5

76 16 0
                                    

"Bagaimana caraku mengejar ketertinggalanku kalau aku hanya terus diberi soal-soal yang bukan materi sekarang? Bagaimana dengan pelajaran lainnya?" Omel Ten saat sesi bimbelnya bersama Karin di ruang kelas.

"Kerjakan saja."

"Besok sudah hari Jumat loh. Tinggal 3 hari lagi ujian."

"Aku tahu. Tenang saja."

"Kau kan akhir pekan tidak bisa mengajariku. Bagaimana bisa aku merasa tenang?"

Karin menatapnya dengan lelah.

"Hei, kau harus mengajariku di hari Sabtu dan Minggu ya?" Pinta Ten.

"Tidak bisa. Aku sibuk."

"Hah? Sibuk apa sih? Paling hanya belajar kan? Kan bisa sambil mengajariku."

"Pokoknya aku sibuk."

"Terus gimana? Ujian bulan ini aku harus dapat peringkat 50!"
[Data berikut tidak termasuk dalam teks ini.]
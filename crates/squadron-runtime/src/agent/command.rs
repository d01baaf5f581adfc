//! Command agent: runs one external process per task.
//!
//! The task is written to the child's stdin as a single JSON document:
//! `{"taskId", "description", "priority", "payload", "context"}`. A zero exit
//! status is success; stdout is parsed as JSON, falling back to the trimmed
//! text. The child is killed if the attempt is dropped (timeout or abort).

use std::collections::HashMap;
use std::process::Stdio;

use async_trait::async_trait;
use serde_json::{Value, json};
use tokio::io::AsyncWriteExt;
use tokio::process::Command;
use tracing::{debug, info};

use super::{Agent, AgentError};
use crate::task::Task;

pub struct CommandAgent {
    name: String,
    program: String,
    args: Vec<String>,
    env: HashMap<String, String>,
}

impl CommandAgent {
    /// Build from an argv; the first element is the program.
    pub fn new(name: impl Into<String>, argv: &[String]) -> Result<Self, AgentError> {
        let (program, args) = argv
            .split_first()
            .ok_or_else(|| AgentError::msg("command must not be empty"))?;
        Ok(Self {
            name: name.into(),
            program: program.clone(),
            args: args.to_vec(),
            env: HashMap::new(),
        })
    }

    #[must_use]
    pub fn with_env(mut self, key: impl Into<String>, value: impl Into<String>) -> Self {
        self.env.insert(key.into(), value.into());
        self
    }

    fn request(task: &Task) -> Value {
        json!({
            "taskId": task.id,
            "description": task.description,
            "priority": task.priority,
            "payload": task.payload,
            "context": task.context,
        })
    }
}

/// Parse process output as JSON, keeping plain text as a string value.
pub fn parse_output(stdout: &str) -> Value {
    let trimmed = stdout.trim();
    serde_json::from_str(trimmed).unwrap_or_else(|_| Value::String(trimmed.to_string()))
}

#[async_trait]
impl Agent for CommandAgent {
    async fn setup(&mut self) -> Result<(), AgentError> {
        info!(agent = %self.name, program = %self.program, "Command agent configured");
        Ok(())
    }

    async fn process(&mut self, task: &Task) -> Result<Value, AgentError> {
        let mut cmd = Command::new(&self.program);
        cmd.args(&self.args)
            .envs(&self.env)
            .env("SQUADRON_TASK_ID", task.id.as_str())
            .env("SQUADRON_AGENT", &self.name)
            .stdin(Stdio::piped())
            .stdout(Stdio::piped())
            .stderr(Stdio::piped())
            .kill_on_drop(true);

        debug!(agent = %self.name, task_id = %task.id, "Spawning command agent process");
        let mut child = cmd.spawn()?;

        // Stdin is fed from its own task so a child echoing its input never
        // blocks on a full stdout pipe.
        let writer = child.stdin.take().map(|mut stdin| {
            let body = serde_json::to_vec(&Self::request(task));
            let agent = self.name.clone();
            tokio::spawn(async move {
                let body = body?;
                // A child that never reads stdin closes the pipe early; not an error.
                if let Err(e) = stdin.write_all(&body).await {
                    debug!(agent = %agent, error = %e, "Child closed stdin early");
                }
                Ok::<(), serde_json::Error>(())
            })
        });

        let output = child.wait_with_output().await?;
        if let Some(writer) = writer {
            writer
                .await
                .map_err(|e| AgentError::msg(format!("stdin writer failed: {e}")))??;
        }
        let stdout = String::from_utf8_lossy(&output.stdout);
        if output.status.success() {
            Ok(parse_output(&stdout))
        } else {
            Err(AgentError::CommandFailed {
                code: output.status.code(),
                stderr: String::from_utf8_lossy(&output.stderr).trim().to_string(),
            })
        }
    }
}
"Mustahil. Setidaknya kau masuk dulu peringkat 90."

"Haaaah?! Kau yang menjadi tutorku, masa tiba-tiba membuatku pesimis?"

Karin mengernyitkan kening. Sepertinya ia tampak pusing.

Ten memiringkan senyum. "Wah, apa ini? Orang pintar sepertimu sedang salah perhitungan ya?"

"Ini pertama kali aku mengajari murid beloon tak sabaran sepertimu." Sahut Karin. "Semuanya butuh proses, kau tahu! Jadi bersabarlah."

"Hei!" Ten tak terima. "Kau pikir saja, bila setiap bulan aku hanya naik 10 peringkat, tidak akan terkejar hingga kenaikan kelas. Aku mungkin mentok peringkat 50 saja ... Ah, tapi kalau dipikir-pikir lagi aku tak peduli. Toh yang rugi juga kau karena bila aku gagal masuk 10 besar, kau harus pergi dari sekolah ini."

Karin mendengus.

"Aku sedang berusaha ... Ya, aku akan berusaha mengajarimu dengan benar. Kau bagus dalam menjawab soal-soal materi tingkat pertama meski banyak salahnya juga. Jadi kuharap kau juga banyak berlatih soal-soal nantinya ... Mungkin kita akan mengejar materi dengan pelajaran menghitung. Materi dengan pelajaran menghapal kau tinggal membaca salinan buku catatanku, dan materi dengan pelajaran bahasa asing kurasa kau sudah menguasainya ... Yah, kecuali bahasa Mandarin, aku akan menyiapkan catatan kecil yang bisa kau bawa ke mana-mana ... Tenang saja, kau bisa meski belajar sendiri di hari Sabtu dan Minggu."

.

Besok ujian bulan ini dimulai dan Ten merasa suntik mengerjakan latihan-latihan soal yang materinya akan sama keluar pada ujian besok. Karin bilang, banyak berlatih akan semakin sempurna. Tapi Ten merasa malas bila ia berlatih sendiri meski sebenarnya ia bisa mengerjakan latihan soal itu dengan tepat.

Ponsel Ten berdenting.

"Ayo keluar rumah dan jalan-jalan dengan motorku."

Ten menyunggingkan senyum. Ia bergegas mengganti pakaiannya lalu turun ke lantai bawah. Ibunya menghentikannya saat ia melintasi ruang keluarga.

"Kau mau keluar meski besok akan ujian?" Tegur ibunya.

"Sebentar saja kok. Lagipula aku sudah belajar." Sahut Ten.

"Jangan bohongi Ibu. Ibu tahu kau--"

"Kalau Ibu tidak percaya, coba saja cek kamarku. Mejaku penuh dengan buku pelajaran. Dan tenang saja, pulang ini aku akan belajar lagi." Ten tersenyum dan melambaikan tangan. "Dah~"

"Tu-tunggu ... Ten?!"

Ten segera berlari keluar rumah. Di depan pagar rumahnya, seseorang sudah menunggunya dengan sebuah motor yang didudukinya. Ten segera meloncat, duduk di belakang. Gadis yang lebih tua setahun darinya itu menyodorkan helm padanya dan Ten mengenakannya.